L'axe ISIS-Iran-Syrie
Les liens entre la direction syrienne et l'ISIS, et donc avec l'Iran, soulèvent des questions sérieuses. On a noté récemment que le président Assad a libéré des militants de l'ISIS enfermés dans ses prisons, et qu'il leur a laissé pour l'essentiel leur liberté d'action, leur épargnant de toute attaque de l'armée syrienne. (2) Un journaliste du New York Times a écrit récemment sur son compte Twitter que selon un conseiller du gouvernement syrien, l'ISIS n'était pas la priorité du régime Assad. (3) Deux importants analystes américains viennent d'écrire dans le Washington Post, que "l'opposition syrienne non djiadiste répète avec insistance que l'ISIS est une création de l'Iran." (4)
Plus le temps passe, plus l'idée qu'il existe des liens entre l'ISIS, la Syrie et les Renseignements iraniens s'impose chez meilleurs analystes arabes.

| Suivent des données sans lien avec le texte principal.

#[async_trait]
impl StoreAdapter for PostgresStore {
    async fn get(&self, pk: &str, sk: &str) -> StoreResult<Option<Item>> {
        let client = self.pool.get().await.map_err(to_transient)?;
        let row = client
            .query_opt("SELECT pk, sk, doc FROM ledger_items WHERE pk = $1 AND sk = $2", &[&pk, &sk])
            .await
            .map_err(to_internal)?;
        row.as_ref().map(Self::row_to_item).transpose()
    }

    async fn put(&self, item: Item, condition: Option<PutCondition>) -> StoreResult<()> {
        let client = self.pool.get().await.map_err(to_transient)?;
        let doc = Self::doc_of(&item);

        let rows = match condition {
            None => {
                client
                    .execute(
                        "INSERT INTO ledger_items (pk, sk, doc, gsi1_pk, gsi1_sk, gsi2_pk, gsi2_sk)
                         VALUES ($1, $2, $3, $4, $5, $6, $7)
                         ON CONFLICT (pk, sk) DO UPDATE SET doc = EXCLUDED.doc,
                            gsi1_pk = EXCLUDED.gsi1_pk, gsi1_sk = EXCLUDED.gsi1_sk,
                            gsi2_pk = EXCLUDED.gsi2_pk, gsi2_sk = EXCLUDED.gsi2_sk",
                        &[
                            &item.pk,
                            &item.sk,
                            &doc,
                            &item.get_str("gsi1_pk"),
                            &item.get_str("gsi1_sk"),
                            &item.get_str("gsi2_pk"),
                            &item.get_str("gsi2_sk"),
                        ],
                    )
                    .await
                    .map_err(to_internal)?
            }
            Some(PutCondition::AttributeNotExists) => client
                .execute(
                    "INSERT INTO ledger_items (pk, sk, doc, gsi1_pk, gsi1_sk, gsi2_pk, gsi2_sk)
                     VALUES ($1, $2, $3, $4, $5, $6, $7)
                     ON CONFLICT (pk, sk) DO NOTHING",
                    &[
                        &item.pk,
                        &item.sk,
                        &doc,
                        &item.get_str("gsi1_pk"),
                        &item.get_str("gsi1_sk"),
                        &item.get_str("gsi2_pk"),
                        &item.get_str("gsi2_sk"),
                    ],
                )
                .await
                .map_err(to_internal)?,
            Some(PutCondition::FieldEquals { field, value }) => client
                .execute(
                    "UPDATE ledger_items SET doc = $3 WHERE pk = $1 AND sk = $2 AND doc->>$4 = $5",
                    &[&item.pk, &item.sk, &doc, &field, &value.to_string()],
                )
                .await
                .map_err(to_internal)?,
        };

        if rows == 0 {
            return Err(StoreError::ConditionFailed {
                reason: "put condition did not match".into(),
            });
        }
        Ok(())
    }

    async fn update(
        &self,
        pk: &str,
        sk: &str,
        expr: Vec<UpdateExpr>,
        condition: Option<UpdateCondition>,
    ) -> StoreResult<Item> {
        let mut client = self.pool.get().await.map_err(to_transient)?;
        let txn = client.transaction().await.map_err(to_internal)?;

        let existing = txn
            .query_opt("SELECT pk, sk, doc FROM ledger_items WHERE pk = $1 AND sk = $2 FOR UPDATE", &[&pk, &sk])
            .await
            .map_err(to_internal)?
            .as_ref()
            .map(Self::row_to_item)
            .transpose()?;

        check_update_condition(existing.as_ref(), &condition)?;

        let mut item = existing.unwrap_or_else(|| Item::new(pk, sk));
        for e in &expr {
            match e {
                UpdateExpr::Incr { field, by } => {
                    let cur = item.get_i64(field).unwrap_or(0);
                    item.attrs.insert(field.clone(), Value::from(cur + by));
                }
                UpdateExpr::Set { field, value } => {
                    item.attrs.insert(field.clone(), value.clone());
                }
            }
        }

        let doc = Self::doc_of(&item);
        txn.execute(
            "INSERT INTO ledger_items (pk, sk, doc) VALUES ($1, $2, $3)
             ON CONFLICT (pk, sk) DO UPDATE SET doc = EXCLUDED.doc",
            &[&pk, &sk, &doc],
        )
        .await
        .map_err(to_internal)?;

        txn.commit().await.map_err(to_internal)?;
        Ok(item)
    }

    async fn query(&self, pk: &str, sk_prefix: &str, opts: QueryOpts) -> StoreResult<Page> {
        let client = self.pool.get().await.map_err(to_transient)?;
        let limit = opts.limit.unwrap_or(1000) as i64;
        let order = if opts.forward { "ASC" } else { "DESC" };
        let rows = client
            .query(
                &format!(
                    "SELECT pk, sk, doc FROM ledger_items WHERE pk = $1 AND sk LIKE $2 ORDER BY sk {order} LIMIT $3"
                ),
                &[&pk, &format!("{sk_prefix}%"), &limit],
            )
            .await
            .map_err(to_internal)?;
        let items = rows.iter().map(Self::row_to_item).collect::<StoreResult<Vec<_>>>()?;
        Ok(Page {
            next_cursor: items.last().map(|i| i.sk.clone()),
            items,
        })
    }

    async fn query_index(
        &self,
        index: &str,
        pk: &str,
        sk_prefix: &str,
        opts: QueryOpts,
    ) -> StoreResult<Page> {
        if index == "GSI1" && !self.gsi1_available {
            warn!("GSI1 unavailable, falling back to primary-partition scan");
            return self.query(pk, sk_prefix, opts).await;
        }
        let (pk_col, sk_col) = index_columns(index)?;
        let client = self.pool.get().await.map_err(to_transient)?;
        let limit = opts.limit.unwrap_or(1000) as i64;
        let order = if opts.forward { "ASC" } else { "DESC" };
        let rows = client
            .query(
                &format!(
                    "SELECT pk, sk, doc FROM ledger_items WHERE {pk_col} = $1 AND {sk_col} LIKE $2 ORDER BY {sk_col} {order} LIMIT $3"
                ),
                &[&pk, &format!("{sk_prefix}%"), &limit],
            )
            .await
            .map_err(to_internal)?;
        let items = rows.iter().map(Self::row_to_item).collect::<StoreResult<Vec<_>>>()?;
        Ok(Page {
            next_cursor: items.last().map(|i| i.sk.clone()),
            items,
        })
    }

    async fn transact_write(&self, ops: Vec<WriteOp>) -> StoreResult<()> {
        too_many_ops(&ops)?;
        let mut client = self.pool.get().await.map_err(to_transient)?;
        let txn = client.transaction().await.map_err(to_internal)?;

        for op in ops {
            let is_delete = matches!(&op, WriteOp::Delete { .. });
            let rows_affected = match op {
                WriteOp::Put { item, condition } => {
                    let doc = Self::doc_of(&item);
                    match condition {
                        Some(PutCondition::AttributeNotExists) => {
                            txn.execute(
                                "INSERT INTO ledger_items (pk, sk, doc, gsi1_pk, gsi1_sk, gsi2_pk, gsi2_sk)
                                 VALUES ($1, $2, $3, $4, $5, $6, $7) ON CONFLICT (pk, sk) DO NOTHING",
                                &[
                                    &item.pk,
                                    &item.sk,
                                    &doc,
                                    &item.get_str("gsi1_pk"),
                                    &item.get_str("gsi1_sk"),
                                    &item.get_str("gsi2_pk"),
                                    &item.get_str("gsi2_sk"),
                                ],
                            )
                            .await
                        }
                        Some(PutCondition::FieldEquals { field, value }) => {
                            txn.execute(
                                "UPDATE ledger_items SET doc = $3 WHERE pk = $1 AND sk = $2 AND doc->>$4 = $5",
                                &[&item.pk, &item.sk, &doc, &field, &value.to_string()],
                            )
                            .await
                        }
                        None => txn
                            .execute(
                                "INSERT INTO ledger_items (pk, sk, doc, gsi1_pk, gsi1_sk, gsi2_pk, gsi2_sk)
                                 VALUES ($1, $2, $3, $4, $5, $6, $7)
                                 ON CONFLICT (pk, sk) DO UPDATE SET doc = EXCLUDED.doc",
                                &[
                                    &item.pk,
                                    &item.sk,
                                    &doc,
                                    &item.get_str("gsi1_pk"),
                                    &item.get_str("gsi1_sk"),
                                    &item.get_str("gsi2_pk"),
                                    &item.get_str("gsi2_sk"),
                                ],
                            )
                            .await,
                    }
                    .map_err(to_internal)?
                }
                WriteOp::Update { pk, sk, expr, condition } => {
                    let existing = txn
                        .query_opt("SELECT pk, sk, doc FROM ledger_items WHERE pk = $1 AND sk = $2 FOR UPDATE", &[&pk, &sk])
                        .await
                        .map_err(to_internal)?
                        .as_ref()
                        .map(Self::row_to_item)
                        .transpose()?;

                    if check_update_condition(existing.as_ref(), &condition).is_err() {
                        0
                    } else {
                        let mut item = existing.unwrap_or_else(|| Item::new(&pk, &sk));
                        for e in &expr {
                            match e {
                                UpdateExpr::Incr { field, by } => {
                                    let cur = item.get_i64(field).unwrap_or(0);
                                    item.attrs.insert(field.clone(), Value::from(cur + by));
                                }
                                UpdateExpr::Set { field, value } => {
                                    item.attrs.insert(field.clone(), value.clone());
                                }
                            }
                        }
                        let doc = Self::doc_of(&item);
                        txn.execute(
                            "INSERT INTO ledger_items (pk, sk, doc) VALUES ($1, $2, $3)
                             ON CONFLICT (pk, sk) DO UPDATE SET doc = EXCLUDED.doc",
                            &[&pk, &sk, &doc],
                        )
                        .await
                        .map_err(to_internal)?
                    }
                }
                WriteOp::Delete { pk, sk } => txn
                    .execute("DELETE FROM ledger_items WHERE pk = $1 AND sk = $2", &[&pk, &sk])
                    .await
                    .map_err(to_internal)?,
            };

            if rows_affected == 0 && !is_delete {
                // Any single Put/Update condition failure cancels the whole batch.
                // Delete carries no condition (§4.1), so deleting an absent row
                // is not a failure, matching the memory store.
                drop(txn);
                return Err(StoreError::ConditionFailed {
                    reason: "transact_write operation condition failed, batch cancelled".into(),
                });
            }
        }

        txn.commit().await.map_err(to_internal)?;
        Ok(())
    }

    fn index_availability(&self, index: &str) -> IndexAvailability {
        match index {
            "GSI1" if !self.gsi1_available => IndexAvailability::Fallback,
            _ => IndexAvailability::Available,
        }
    }
}
impl EftDeposit {
    fn from_item(sponsor_id: &str, item: &Item) -> crate::Result<Self> {
        let id = item
            .get_str("id")
            .ok_or_else(|| CoreError::Internal("EFT notification missing id".into()))?
            .to_string();
        let reference = item.get_str("reference").unwrap_or_default().to_string();
        let status = item
            .get_str("status")
            .and_then(EftStatus::parse)
            .ok_or_else(|| CoreError::Internal("EFT notification missing status".into()))?;
        Ok(Self {
            id,
            sponsor_id: sponsor_id.to_string(),
            reference,
            amount_cents: item.get_i64("amount_cents").unwrap_or(0),
            created_at: item
                .get_str("created_at")
                .and_then(|s| s.parse().ok())
                .unwrap_or_else(Utc::now),
            status,
            approved_amount_cents: item.get_i64("approved_amount_cents"),
            approved_by: item.get_str("approved_by").map(str::to_string),
            approved_at: item.get_str("approved_at").and_then(|s| s.parse().ok()),
            rejected_reason: item.get_str("rejected_reason").map(str::to_string),
        })
    }
}

fn sponsor_pk(sponsor_id: &str) -> String {
    format!("SPONSOR#{sponsor_id}")
}

fn notify_sk(created_at: &DateTime<Utc>, id: &str) -> String {
    format!("EFT_NOTIFY#{}#{id}", created_at.timestamp_millis())
}

fn admin_mirror_sk(status: EftStatus, created_at: &DateTime<Utc>, id: &str) -> String {
    format!("STATUS#{}#{}#{id}", status.as_str(), created_at.timestamp_millis())
}

fn gsi1_sk(status: EftStatus, created_at: &DateTime<Utc>) -> String {
    format!("EFT#{}#{}", status.as_str(), created_at.timestamp_millis())
}

/// `KUDU-{last4(sponsorId).upper}-{rand4.upper}{lastEpoch4}`.
pub fn generate_reference(sponsor_id: &str, epoch_ms: u64) -> String {
    let last4: String = sponsor_id
        .chars()
        .rev()
        .take(4)
        .collect::<String>()
        .chars()
        .rev()
        .collect::<String>()
        .to_uppercase();
    let rand4: String = Uuid::new_v4()
        .simple()
        .to_string()
        .chars()
        .take(4)
        .collect::<String>()
        .to_uppercase();
    let last_epoch4 = format!("{:04}", epoch_ms % 10_000);
    format!("KUDU-{last4}-{rand4}{last_epoch4}")
}

/// Submit an EFT notification: writes the sponsor-partition notification,
/// the id lookup, and the admin mirror in one batch.
pub async fn submit<S: StoreAdapter>(
    store: &S,
    sponsor_id: &str,
    amount_cents: i64,
    reference: Option<String>,
    idempotency_key: Option<&str>,
    now: DateTime<Utc>,
) -> crate::Result<EftDeposit> {
    let scope = idempotency::scope("EFT_SUBMIT", &[sponsor_id]);
    if let Some(key) = idempotency_key {
        if let Some(cached) = idempotency::lookup(store, &scope, key, now).await? {
            return serde_json::from_value(cached).map_err(|e| CoreError::Internal(e.to_string()));
        }
    }

    if amount_cents <= 0 {
        return Err(CoreError::BadInput("amount_cents must be > 0".into()));
    }
    let id = Uuid::new_v4().to_string();
    let reference = reference.unwrap_or_else(|| generate_reference(sponsor_id, now.timestamp_millis() as u64));

    let notification = with_gsi(
        Item::new(sponsor_pk(sponsor_id), notify_sk(&now, &id))
            .with("id", id.clone())
            .with("reference", reference.clone())
            .with("amount_cents", amount_cents)
            .with("status", EftStatus::New.as_str())
            .with("created_at", now.to_rfc3339()),
        "GSI1",
        sponsor_pk(sponsor_id),
        gsi1_sk(EftStatus::New, &now),
    );
    let id_lookup = Item::new("EFT#ID", id.clone())
        .with("sponsorId", sponsor_id)
        .with("createdAt", now.to_rfc3339());
    let admin_mirror = Item::new("EFT#ALL", admin_mirror_sk(EftStatus::New, &now, &id))
        .with("id", id.clone())
        .with("sponsorId", sponsor_id)
        .with("reference", reference.clone())
        .with("amount_cents", amount_cents)
        .with("status", EftStatus::New.as_str())
        .with("created_at", now.to_rfc3339());

    let deposit = EftDeposit {
        id,
        sponsor_id: sponsor_id.to_string(),
        reference,
        amount_cents,
        created_at: now,
        status: EftStatus::New,
        approved_amount_cents: None,
        approved_by: None,
        approved_at: None,
        rejected_reason: None,
    };

    let mut ops = vec![
        WriteOp::Put { item: notification, condition: None },
        WriteOp::Put { item: id_lookup, condition: None },
        WriteOp::Put { item: admin_mirror, condition: None },
    ];
    if let Some(key) = idempotency_key {
        let cached = serde_json::to_value(&deposit).map_err(|e| CoreError::Internal(e.to_string()))?;
        let record_item = idempotency::record_item(&scope, key, &cached, idempotency::DEFAULT_TTL_DAYS, now);
        ops.push(WriteOp::Put { item: record_item, condition: Some(PutCondition::AttributeNotExists) });
    }
    store.transact_write(ops).await?;

    Ok(deposit)
}

async fn resolve<S: StoreAdapter>(store: &S, eft_id: &str) -> crate::Result<(String, DateTime<Utc>)> {
    let lookup = store
        .get("EFT#ID", eft_id)
        .await?
        .ok_or_else(|| CoreError::NotFound(format!("eft {eft_id}")))?;
    let sponsor_id = lookup
        .get_str("sponsorId")
        .ok_or_else(|| CoreError::Internal("eft id lookup missing sponsorId".into()))?
        .to_string();
    let created_at = lookup
        .get_str("createdAt")
        .and_then(|s| s.parse().ok())
        .ok_or_else(|| CoreError::Internal("eft id lookup missing createdAt".into()))?;
    Ok((sponsor_id, created_at))
}

#[derive(Debug, Clone, Serialize, Deserialize)]
pub enum EftApproveResult {
    Approved(SponsorAggregate),
    AlreadyTerminal(EftStatus),
}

Par exemple, Abdul Rahman al-Rashid, un éditorialiste de Asharq Al-Awsat qui est en même temps le directeur de la chaîne de télé influente Al Arabi, a écrit : "l'ISIS est une création des services de renseignements syriens et de l'Iran… La plupart [de ses membres] sont abusés [et ils ne savent pas] qu'ils se font manipuler, ni que certains dirigeants d'Al Qaïda vivent toujours en Iran." (5)
Abdel Bari Atwan, le rédacteur en chef du journal en ligne Al-Rai Al-Yom, considère aussi que l'avancée de l'ISIS est un succès iranien, (6) et pour des raisons similaires, il affirme qu'il permet à l'Iran et aux États-Unis de coordonner leur action en Irak et peut-être même aussi en Syrie.
Le département du Trésor américain avait diffusé un document désignant le ministre iranien des Renseignements et de la Sécurité (MOIS) comme le soutien d'organisations terroristes internationales. Ce document américain, publié le 16 février 2012, (7) affirmait spécifiquement que le groupe sunnite "al Qaïda en Irak" avait été alimenté en argent et en armes par ce ministre iranien. 14 mois plus tard al Qaïda en Irak a été rebaptisé ISIS (voir ci-dessous). Ainsi, l'idée que l'Iran chiite puisse aider un mouvement djiadiste sunnite n'est pas farfelue, même si elle semble défier ce qui paraît évident dans les capitales occidentales. (8)
L'arrière plan
L'ISIS a été créé le 8 avril 2013, au moment où sa filiale, Jabhat al Nusra, a fusionné avec l'État islamique d'Irak (ISI), qui était lui-même le successeur d'al Qaïda en Irak. (9)
Le chef de l'organisation est Abu Bakr al-Baghdadi, qui se considère comme l'héritier de Abu Musab al Zarqawi, et qui n'est pas moins féroce que lui. (10) Immédiatement après la libération d'al-Baghdadi de sa prison américaine en 2006, peu de temps avant que Zarqawi ne soit assassiné, les deux hommes se sont rencontrés et à la suite de l'assassinat de Zarkawi, Al Baghdadi a été consacré comme chef d'al Qaïda en Irak dont il a élargi le champ sous le nom d' "Organisation Al Qaïda de Mésopotamie."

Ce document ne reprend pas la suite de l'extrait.